Wednesday, August 19, 2009

"Did Danny get any of his prescriptions from this company?" Alicia Jacobs asks the tough question about Danny Gans' drugstore


Did Danny Gans get his fatal dose of prescription drugs from the pharmaceutical supply company he partly owned? His longtime close personal friend, the beauty queen-turned-television entertainment reporter Alicia Jacobs asked the question on Las Vegas television, and the answer was, “I don’t know.”

Jacobs took control of the story last night after it was reported earlier on her KVBC-TV News that Gans, who'd overdosed on a powerful opiate May 1st, was a minority owner of Green Valley Med, a "healthcare and specialty pharmacy" in the Las Vegas suburb of Henderson, where Gans had lived. She expanded the story to report that in the first week of June, the Nevada Board of Pharmacies had raided the place and seized “all of Danny’s records.

“They have yet to return them.”

Jacobs said that the company’s owner, Scot Silber, told her off-camera (because he “was not comfortable speaking on camera”) that “there are five investors in the company and that Danny is the second largest owner.”

Referring to Gans as “Danny” and in the present tense throughout, Alicia Jacobs said, “It began back in 2003. Silber owned Green Valley Drug, which Danny frequented. Silber was expanding his business and approached Danny about investment opportunity, which included selling medical supplies and pharmaceuticals.”


And though Jacobs pointed out that Green Valley Med “is not a place to fill prescriptions,” she asked Silber’s attorney, Bob Massi, on camera:

“It begs the question. Danny died of a drug toxicity. Now we find out he has ownership in a pharmaceutical company. Do we know? Did Danny get any of his prescriptions from this company?”

Massi replied:

“Well, I have no personal knowledge if he did. But the fact that any pharmacy would dispense medication doesn’t mean that they did anything wrong. I’m sure through the pharmaceutical board, you could find out whatever information that you want. Certainly.”

Besides letting slip that Gans had multiple prescriptions (something the coroner did not address when he said that Gans, a former athlete who’d had his share of injuries, had died from taking hydromorphone, which is sold as Dilaudid and known as “drugstore heroin") Jacobs also concluded that there is indeed a connection between Gans' case and the Michael Jackson death investigation.


Alleges link to Jacko death probe

Silber, Jacobs said, had considered buying Applied Pharmacy Services, the operation that federal agents had raised in their investigation of Jackson’s doctor, Conrad Murray.

Martin Singer, attorney for the Gans estate and other related interests, informed Tabloid Baby that Danny Gans had never been treated by or prescribed medication by Dr. Murray, and we issued a retraction to our story suggested that a possible connection be investigated by the Las Vegas news media.
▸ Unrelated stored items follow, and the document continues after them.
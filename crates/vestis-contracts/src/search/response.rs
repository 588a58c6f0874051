use std::collections::HashSet;

use serde::{Deserialize, Deserializer, Serialize};
use serde_json::{Map, Value};
use thiserror::Error;

#[derive(Debug, Clone, PartialEq, Serialize, Deserialize)]
pub struct IntermediateQuery {
    pub query: String,
    pub weight: f64,
}

#[derive(Debug, Clone, Copy, PartialEq, Serialize, Deserialize)]
pub struct PlanWeights {
    pub text: f64,
    pub image: f64,
}

/// Planner metadata describing how the backend decomposed and weighted a query.
#[derive(Debug, Clone, PartialEq, Serialize, Deserialize)]
pub struct Plan {
    pub intermediate_queries: Vec<IntermediateQuery>,
    pub weights: PlanWeights,
    pub top_k: u32,
    #[serde(default, skip_serializing_if = "Option::is_none")]
    pub filters: Option<Map<String, Value>>,
}

#[derive(Debug, Clone, PartialEq, Serialize, Deserialize)]
pub struct ResultItem {
    #[serde(deserialize_with = "product_id_from_json")]
    pub product_id: String,
    pub score: f64,
    #[serde(default, skip_serializing_if = "Option::is_none")]
    pub description: Option<String>,
    #[serde(default, skip_serializing_if = "Option::is_none")]
    pub image_path: Option<String>,
}

impl ResultItem {
    /// Image path with blank values treated as absent.
    pub fn image_path(&self) -> Option<&str> {
        self.image_path
            .as_deref()
            .map(str::trim)
            .filter(|value| !value.is_empty())
    }
}

/// Validated `/api/chat` envelope.
///
/// `results` order is the display order. The JSON object the backend actually
/// sent is kept so debug views can show the full payload, extra keys included.
#[derive(Debug, Clone, PartialEq, Serialize, Deserialize)]
pub struct SearchResponse {
    pub plan: Plan,
    pub query_used: String,
    pub results: Vec<ResultItem>,
    #[serde(skip)]
    raw: Option<Value>,
}

#[derive(Debug, Clone, PartialEq)]
pub struct SessionSummary {
    pub query_used: String,
    pub result_count: usize,
    pub top_score: Option<f64>,
}

#[derive(Debug, Error)]
pub enum SchemaError {
    #[error("response body is not valid JSON: {0}")]
    InvalidJson(#[source] serde_json::Error),
    #[error("response body is not a JSON object")]
    NotAnObject,
    #[error("response does not match the search envelope: {0}")]
    Shape(#[source] serde_json::Error),
    #[error("result {index} has an empty product_id")]
    EmptyProductId { index: usize },
    #[error("duplicate product_id in results: {0}")]
    DuplicateProductId(String),
}

impl SearchResponse {
    pub fn new(plan: Plan, query_used: impl Into<String>, results: Vec<ResultItem>) -> Self {
        Self {
            plan,
            query_used: query_used.into(),
            results,
            raw: None,
        }
    }

    pub fn from_json_str(body: &str) -> Result<Self, SchemaError> {
        let raw: Value = serde_json::from_str(body).map_err(SchemaError::InvalidJson)?;
        Self::from_json_value(raw)
    }

    pub fn from_json_value(raw: Value) -> Result<Self, SchemaError> {
        if !raw.is_object() {
            return Err(SchemaError::NotAnObject);
        }
        let mut parsed: SearchResponse =
            serde_json::from_value(raw.clone()).map_err(SchemaError::Shape)?;
        parsed.validate()?;
        parsed.raw = Some(raw);
        Ok(parsed)
    }

    fn validate(&self) -> Result<(), SchemaError> {
        let mut seen = HashSet::new();
        for (index, item) in self.results.iter().enumerate() {
            if item.product_id.trim().is_empty() {
                return Err(SchemaError::EmptyProductId { index });
            }
            if !seen.insert(item.product_id.as_str()) {
                return Err(SchemaError::DuplicateProductId(item.product_id.clone()));
            }
        }
        Ok(())
    }

    /// The full payload as received, or the typed view when built in-process.
    pub fn raw_payload(&self) -> Value {
        match &self.raw {
            Some(raw) => raw.clone(),
            None => serde_json::to_value(self).unwrap_or(Value::Null),
        }
    }

    pub fn summary(&self) -> SessionSummary {
        SessionSummary {
            query_used: self.query_used.clone(),
            result_count: self.results.len(),
            top_score: self.results.first().map(|item| item.score),
        }
    }
}

fn product_id_from_json<'de, D>(deserializer: D) -> Result<String, D::Error>
where
    D: Deserializer<'de>,
{
    match Value::deserialize(deserializer)? {
        Value::String(value) => Ok(value),
        Value::Number(value) => Ok(value.to_string()),
        other => Err(serde::de::Error::custom(format!(
            "product_id must be a string or number, got {other}"
        ))),
    }
}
As KVBC’s newscast tease of a “Michael Jackson connection” was far more misleading than the questions we raised, we wonder if KVBC will also be asked to issue a clarification.


As for Alicia Jacobs, it appears she may be attempting to salvage the credibility she squandered in trying in the weeks after Danny Gans’ death to help spin it into something other than the tragedy it was. Some say that fellow Born Again Christians and those, who, like Alicia Jacobs, saw Danny Gans as a religious leader, should have been the first to shout that the fact that he was a human being who’d suffered to the point where he needed medication takes nothing away from the philanthropy and honest values he espoused, or from the brilliant, unique, family-friendly talent he displayed onstage.

Gans family leaves Las Vegas

As Massi added somehwat superfluously in Jacob's report: “I don’t think you could classify Michael Jackson’s way of life with the Danny Gans way of life. That would be a real tragedy. That would be Shakespearean tragedy. Danny Gans was the antithesis of a Michael Jackson. From start to finish.”

Alicia Jacobs revealed that Gans’ ownership in the company has shifted to the Gans family trust, where it remains, and added a footnote that any local reporter and McCloud-imitating editor would find newsworthy: Gans’ wife Julie and her three children have moved out of their estate in Henderson, and “left Las Vegas for good.

“They’ve moved back to Los Angeles.”

Alas, the rest of the Las Vegas news media has yet to pick up on this latest twist in the Gans saga. While the story of the swimsuit-model-in-the-suitcase leads the mainstream agenda, one respected reporter told us that there is more concern about Time magazine’s cover story in which Joel Stein paints Las Vegas as a burnt-out shell “in the deepest crater of the recession.”

We’d hoped that there would be one strong truth-seeking reporter amid the beholden pack in Sin City. We did not expect her to be Alicia Jacobs. We’ll watch what happens next.